And this is true even if it turns out that the suitcase is empty, or the wheat
crop is a bust, or the stock is worthless -- it's not that I haven't purchased
anything, it's that I _have_ purchased nothing.

But the point isn't really the word. The point is that if you're offering a
valuable reward on Kickstarter, some backers will think of it as a plain old
financial transaction, where they put some money down and they get to have one
of whatever you're trying to produce if you succeed. And that's totally fine
as far as Kickstarter is concerned. So if it's not how you want people to
think of _your_ Kickstarter project, you have to be careful how you position
it.

------
zanny
I still want to know why he isn't intending to fully open source it. The
funding goal should be payment for the product - just make the whole thing
open. That is the only reason I haven't donated, I feel like the Kickstarter
model should only produce open source software, and not doing so sets a
horrible example that you can get upfront donations to make something and then
still charge for it after being funded. There is so much interest in it, it
might get done even faster with community hackers.
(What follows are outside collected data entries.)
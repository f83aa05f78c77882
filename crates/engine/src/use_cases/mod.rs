//! Use cases - User story orchestration.
//!
//! Each module contains use cases for a specific area. Use cases combine the
//! domain rules with the infrastructure ports.

pub mod character;
pub mod encounter;
pub mod enrichment;
mod error;

pub use character::CharacterUseCases;
pub use encounter::{EncounterEntry, EncounterReport, EncounterUseCases};
pub use enrichment::Enrichment;
pub use error::EngineError;
//! The nine alignments.

use serde::{Deserialize, Serialize};
use std::fmt;
use std::str::FromStr;

use crate::error::DomainError;

#[derive(Debug, Clone, Copy, PartialEq, Eq, Hash, Serialize, Deserialize)]
pub enum Alignment {
    #[serde(rename = "Legal Bueno")]
    LawfulGood,
    #[serde(rename = "Neutral Bueno")]
    NeutralGood,
    #[serde(rename = "Caótico Bueno")]
    ChaoticGood,
    #[serde(rename = "Legal Neutral")]
    LawfulNeutral,
    #[serde(rename = "Neutral")]
    TrueNeutral,
    #[serde(rename = "Caótico Neutral")]
    ChaoticNeutral,
    #[serde(rename = "Legal Malo")]
    LawfulEvil,
    #[serde(rename = "Neutral Malo")]
    NeutralEvil,
    #[serde(rename = "Caótico Malo")]
    ChaoticEvil,
}

impl Alignment {
    /// Table order: good, neutral, evil; lawful to chaotic within each.
    pub const ALL: [Alignment; 9] = [
        Self::LawfulGood,
        Self::NeutralGood,
        Self::ChaoticGood,
        Self::LawfulNeutral,
        Self::TrueNeutral,
        Self::ChaoticNeutral,
        Self::LawfulEvil,
        Self::NeutralEvil,
        Self::ChaoticEvil,
    ];

    pub fn display_name(&self) -> &'static str {
        match self {
            Self::LawfulGood => "Legal Bueno",
            Self::NeutralGood => "Neutral Bueno",
            Self::ChaoticGood => "Caótico Bueno",
            Self::LawfulNeutral => "Legal Neutral",
            Self::TrueNeutral => "Neutral",
            Self::ChaoticNeutral => "Caótico Neutral",
            Self::LawfulEvil => "Legal Malo",
            Self::NeutralEvil => "Neutral Malo",
            Self::ChaoticEvil => "Caótico Malo",
        }
    }

    /// Two-letter abbreviation (e.g., "LG", "N").
    pub fn abbreviation(&self) -> &'static str {
        match self {
            Self::LawfulGood => "LG",
            Self::NeutralGood => "NG",
            Self::ChaoticGood => "CG",
            Self::LawfulNeutral => "LN",
            Self::TrueNeutral => "N",
            Self::ChaoticNeutral => "CN",
            Self::LawfulEvil => "LE",
            Self::NeutralEvil => "NE",
            Self::ChaoticEvil => "CE",
        }
    }
}

impl fmt::Display for Alignment {
    fn fmt(&self, f: &mut fmt::Formatter<'_>) -> fmt::Result {
        write!(f, "{}", self.display_name())
    }
}

impl FromStr for Alignment {
    type Err = DomainError;

    fn from_str(s: &str) -> Result<Self, Self::Err> {
        let normalized = s.trim().to_lowercase().replace('ó', "o");
        Self::ALL
            .into_iter()
            .find(|a| {
                a.display_name().to_lowercase().replace('ó', "o") == normalized
                    || a.abbreviation().to_lowercase() == normalized
            })
            .ok_or_else(|| DomainError::invalid_key("alignment", s.trim()))
    }
}

#[cfg(test)]
mod tests {
    use super::*;

    #[test]
    fn parses_display_names_with_or_without_accents() {
        assert_eq!("Caótico Bueno".parse::<Alignment>(), Ok(Alignment::ChaoticGood));
        assert_eq!("caotico malo".parse::<Alignment>(), Ok(Alignment::ChaoticEvil));
        assert_eq!("Neutral".parse::<Alignment>(), Ok(Alignment::TrueNeutral));
        assert_eq!("lg".parse::<Alignment>(), Ok(Alignment::LawfulGood));
    }

    #[test]
    fn unknown_alignment_is_invalid_key() {
        let err = "Caótico Estúpido".parse::<Alignment>().expect_err("not an alignment");
        assert!(err.is_invalid_key());
    }

    #[test]
    fn serde_uses_display_name() {
        let json = serde_json::to_string(&Alignment::LawfulNeutral).expect("serialize");
        assert_eq!(json, "\"Legal Neutral\"");
    }
}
In case anyone wonders, he says he wants to open source the "core" of Light
Table. I don't consider that enough, the whole thing should be beer free and
speech free after it gets funded.

I should mention I am not hypocritical here - I think any game funded by
Kickstarter should be open source too, so I have only donated to open source
game initiatives. I just feel the model should produce content as unencumbered
as possible because it is being paid for in advance.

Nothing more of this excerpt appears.